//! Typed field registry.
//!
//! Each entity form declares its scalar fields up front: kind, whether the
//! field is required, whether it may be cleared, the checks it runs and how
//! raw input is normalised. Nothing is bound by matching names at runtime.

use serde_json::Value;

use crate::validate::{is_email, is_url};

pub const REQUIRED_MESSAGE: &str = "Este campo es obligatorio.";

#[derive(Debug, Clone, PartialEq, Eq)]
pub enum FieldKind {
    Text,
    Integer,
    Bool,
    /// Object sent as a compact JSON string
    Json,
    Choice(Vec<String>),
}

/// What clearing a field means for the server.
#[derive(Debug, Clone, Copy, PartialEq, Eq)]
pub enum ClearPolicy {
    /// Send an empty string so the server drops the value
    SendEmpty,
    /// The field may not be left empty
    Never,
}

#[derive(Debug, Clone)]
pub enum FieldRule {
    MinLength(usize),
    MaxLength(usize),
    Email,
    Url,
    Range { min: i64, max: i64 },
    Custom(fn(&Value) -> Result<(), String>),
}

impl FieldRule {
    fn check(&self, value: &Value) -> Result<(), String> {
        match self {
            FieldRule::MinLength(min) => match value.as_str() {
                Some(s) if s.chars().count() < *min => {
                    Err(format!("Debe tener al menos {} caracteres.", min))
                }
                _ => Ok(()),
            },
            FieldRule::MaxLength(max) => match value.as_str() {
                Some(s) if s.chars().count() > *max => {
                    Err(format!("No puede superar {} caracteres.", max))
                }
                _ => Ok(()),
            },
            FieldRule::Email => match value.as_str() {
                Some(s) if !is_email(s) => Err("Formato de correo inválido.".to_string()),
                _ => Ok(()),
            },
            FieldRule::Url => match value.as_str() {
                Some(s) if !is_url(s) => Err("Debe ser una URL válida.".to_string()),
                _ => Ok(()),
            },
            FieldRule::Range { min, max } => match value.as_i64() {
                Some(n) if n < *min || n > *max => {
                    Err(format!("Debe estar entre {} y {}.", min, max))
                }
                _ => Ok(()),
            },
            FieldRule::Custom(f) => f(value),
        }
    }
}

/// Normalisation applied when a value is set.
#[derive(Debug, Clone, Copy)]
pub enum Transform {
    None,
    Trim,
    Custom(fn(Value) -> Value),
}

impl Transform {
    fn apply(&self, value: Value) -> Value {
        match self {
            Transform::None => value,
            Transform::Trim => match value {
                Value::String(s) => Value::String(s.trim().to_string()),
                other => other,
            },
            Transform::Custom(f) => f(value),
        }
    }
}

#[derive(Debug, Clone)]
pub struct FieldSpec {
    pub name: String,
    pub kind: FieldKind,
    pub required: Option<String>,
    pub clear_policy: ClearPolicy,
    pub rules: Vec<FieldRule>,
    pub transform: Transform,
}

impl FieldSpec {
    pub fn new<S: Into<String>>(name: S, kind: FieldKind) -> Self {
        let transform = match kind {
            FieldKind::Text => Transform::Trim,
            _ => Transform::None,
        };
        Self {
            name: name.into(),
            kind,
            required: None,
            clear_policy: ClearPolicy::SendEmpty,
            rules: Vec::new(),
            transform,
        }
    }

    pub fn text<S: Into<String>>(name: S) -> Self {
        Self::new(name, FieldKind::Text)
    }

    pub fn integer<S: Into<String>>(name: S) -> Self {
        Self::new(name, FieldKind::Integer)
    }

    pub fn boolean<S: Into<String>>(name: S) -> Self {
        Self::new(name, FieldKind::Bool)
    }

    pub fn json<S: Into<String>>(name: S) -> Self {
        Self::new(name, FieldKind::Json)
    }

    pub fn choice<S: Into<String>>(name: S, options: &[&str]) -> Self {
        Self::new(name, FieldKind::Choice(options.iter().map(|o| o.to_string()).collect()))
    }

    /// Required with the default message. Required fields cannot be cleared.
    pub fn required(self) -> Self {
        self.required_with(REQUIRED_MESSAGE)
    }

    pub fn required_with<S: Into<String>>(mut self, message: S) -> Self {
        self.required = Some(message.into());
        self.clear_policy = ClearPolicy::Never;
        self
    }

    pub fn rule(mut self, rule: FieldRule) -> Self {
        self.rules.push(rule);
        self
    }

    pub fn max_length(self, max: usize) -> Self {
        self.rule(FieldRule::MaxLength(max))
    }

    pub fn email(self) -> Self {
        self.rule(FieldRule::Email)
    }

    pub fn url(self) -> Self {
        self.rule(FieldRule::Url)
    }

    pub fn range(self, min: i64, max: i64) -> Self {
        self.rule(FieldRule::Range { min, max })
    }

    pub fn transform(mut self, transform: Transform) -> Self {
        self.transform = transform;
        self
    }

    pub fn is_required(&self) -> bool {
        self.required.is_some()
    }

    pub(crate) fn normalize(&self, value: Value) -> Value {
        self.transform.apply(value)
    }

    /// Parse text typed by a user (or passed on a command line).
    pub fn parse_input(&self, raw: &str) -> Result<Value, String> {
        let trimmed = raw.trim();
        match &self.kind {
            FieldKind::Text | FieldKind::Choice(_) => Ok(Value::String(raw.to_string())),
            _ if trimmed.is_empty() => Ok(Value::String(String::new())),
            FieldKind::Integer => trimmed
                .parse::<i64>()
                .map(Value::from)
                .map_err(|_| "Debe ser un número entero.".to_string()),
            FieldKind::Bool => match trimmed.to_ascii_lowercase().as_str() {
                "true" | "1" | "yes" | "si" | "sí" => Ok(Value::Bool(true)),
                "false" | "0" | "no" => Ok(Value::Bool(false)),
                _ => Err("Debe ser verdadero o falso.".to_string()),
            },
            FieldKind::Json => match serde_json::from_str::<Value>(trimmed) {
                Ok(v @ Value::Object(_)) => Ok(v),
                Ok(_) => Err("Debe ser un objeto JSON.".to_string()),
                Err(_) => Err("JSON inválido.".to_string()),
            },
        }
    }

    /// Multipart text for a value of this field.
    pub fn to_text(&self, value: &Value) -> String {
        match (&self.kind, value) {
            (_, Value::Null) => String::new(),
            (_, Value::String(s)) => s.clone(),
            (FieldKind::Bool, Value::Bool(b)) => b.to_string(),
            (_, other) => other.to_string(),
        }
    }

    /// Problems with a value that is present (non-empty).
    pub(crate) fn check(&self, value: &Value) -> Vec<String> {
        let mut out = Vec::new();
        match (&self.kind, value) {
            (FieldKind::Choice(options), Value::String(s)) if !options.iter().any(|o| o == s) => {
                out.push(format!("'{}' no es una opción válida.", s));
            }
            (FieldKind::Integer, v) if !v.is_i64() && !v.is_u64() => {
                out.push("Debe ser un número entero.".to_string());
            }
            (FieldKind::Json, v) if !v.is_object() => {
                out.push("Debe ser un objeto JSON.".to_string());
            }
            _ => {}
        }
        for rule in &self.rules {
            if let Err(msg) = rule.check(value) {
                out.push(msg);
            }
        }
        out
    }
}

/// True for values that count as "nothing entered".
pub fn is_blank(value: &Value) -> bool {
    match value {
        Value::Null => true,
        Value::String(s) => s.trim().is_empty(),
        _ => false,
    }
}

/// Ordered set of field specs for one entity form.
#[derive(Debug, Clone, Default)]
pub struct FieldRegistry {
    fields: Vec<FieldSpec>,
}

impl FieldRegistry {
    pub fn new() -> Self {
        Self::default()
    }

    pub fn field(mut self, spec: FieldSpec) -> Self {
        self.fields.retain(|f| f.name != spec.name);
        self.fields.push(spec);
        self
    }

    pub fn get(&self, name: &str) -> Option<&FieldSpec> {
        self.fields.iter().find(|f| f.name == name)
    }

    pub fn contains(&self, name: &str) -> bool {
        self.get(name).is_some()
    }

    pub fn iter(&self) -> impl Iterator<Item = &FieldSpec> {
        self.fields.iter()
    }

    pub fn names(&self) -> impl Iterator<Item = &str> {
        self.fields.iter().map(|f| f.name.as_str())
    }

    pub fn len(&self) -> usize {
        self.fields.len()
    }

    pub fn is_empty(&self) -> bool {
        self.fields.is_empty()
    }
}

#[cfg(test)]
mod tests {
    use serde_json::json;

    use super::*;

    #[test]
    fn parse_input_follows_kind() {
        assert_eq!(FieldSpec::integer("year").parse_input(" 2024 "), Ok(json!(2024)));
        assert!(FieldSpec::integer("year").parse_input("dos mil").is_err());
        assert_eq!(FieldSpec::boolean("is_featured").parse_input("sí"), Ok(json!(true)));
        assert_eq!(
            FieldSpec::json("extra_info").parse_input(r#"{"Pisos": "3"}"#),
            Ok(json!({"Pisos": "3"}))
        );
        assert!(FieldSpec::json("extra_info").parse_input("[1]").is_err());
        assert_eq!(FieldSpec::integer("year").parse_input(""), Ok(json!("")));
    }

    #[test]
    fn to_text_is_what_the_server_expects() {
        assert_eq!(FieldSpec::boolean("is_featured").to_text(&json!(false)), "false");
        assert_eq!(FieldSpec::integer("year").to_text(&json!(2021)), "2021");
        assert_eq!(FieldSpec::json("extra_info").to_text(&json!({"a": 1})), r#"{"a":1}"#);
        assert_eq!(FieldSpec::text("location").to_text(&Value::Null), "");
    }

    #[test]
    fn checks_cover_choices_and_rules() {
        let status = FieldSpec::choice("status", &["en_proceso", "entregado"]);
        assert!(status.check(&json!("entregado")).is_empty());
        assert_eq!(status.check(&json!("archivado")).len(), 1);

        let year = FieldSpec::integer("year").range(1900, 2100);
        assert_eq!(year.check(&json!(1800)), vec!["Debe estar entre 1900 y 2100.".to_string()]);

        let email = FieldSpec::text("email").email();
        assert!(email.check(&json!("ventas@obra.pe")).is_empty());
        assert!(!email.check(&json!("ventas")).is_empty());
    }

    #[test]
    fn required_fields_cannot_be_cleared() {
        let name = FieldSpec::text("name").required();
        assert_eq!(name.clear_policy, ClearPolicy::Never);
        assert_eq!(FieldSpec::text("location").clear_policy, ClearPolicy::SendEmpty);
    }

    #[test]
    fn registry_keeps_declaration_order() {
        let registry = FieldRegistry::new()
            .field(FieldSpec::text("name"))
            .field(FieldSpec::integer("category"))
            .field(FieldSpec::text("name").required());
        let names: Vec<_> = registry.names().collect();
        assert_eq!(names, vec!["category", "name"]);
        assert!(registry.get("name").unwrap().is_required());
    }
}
──────────
PROMPT = Your answer should be a single number: the count of lines in the listing that hold "location".

THE ANSWER = 2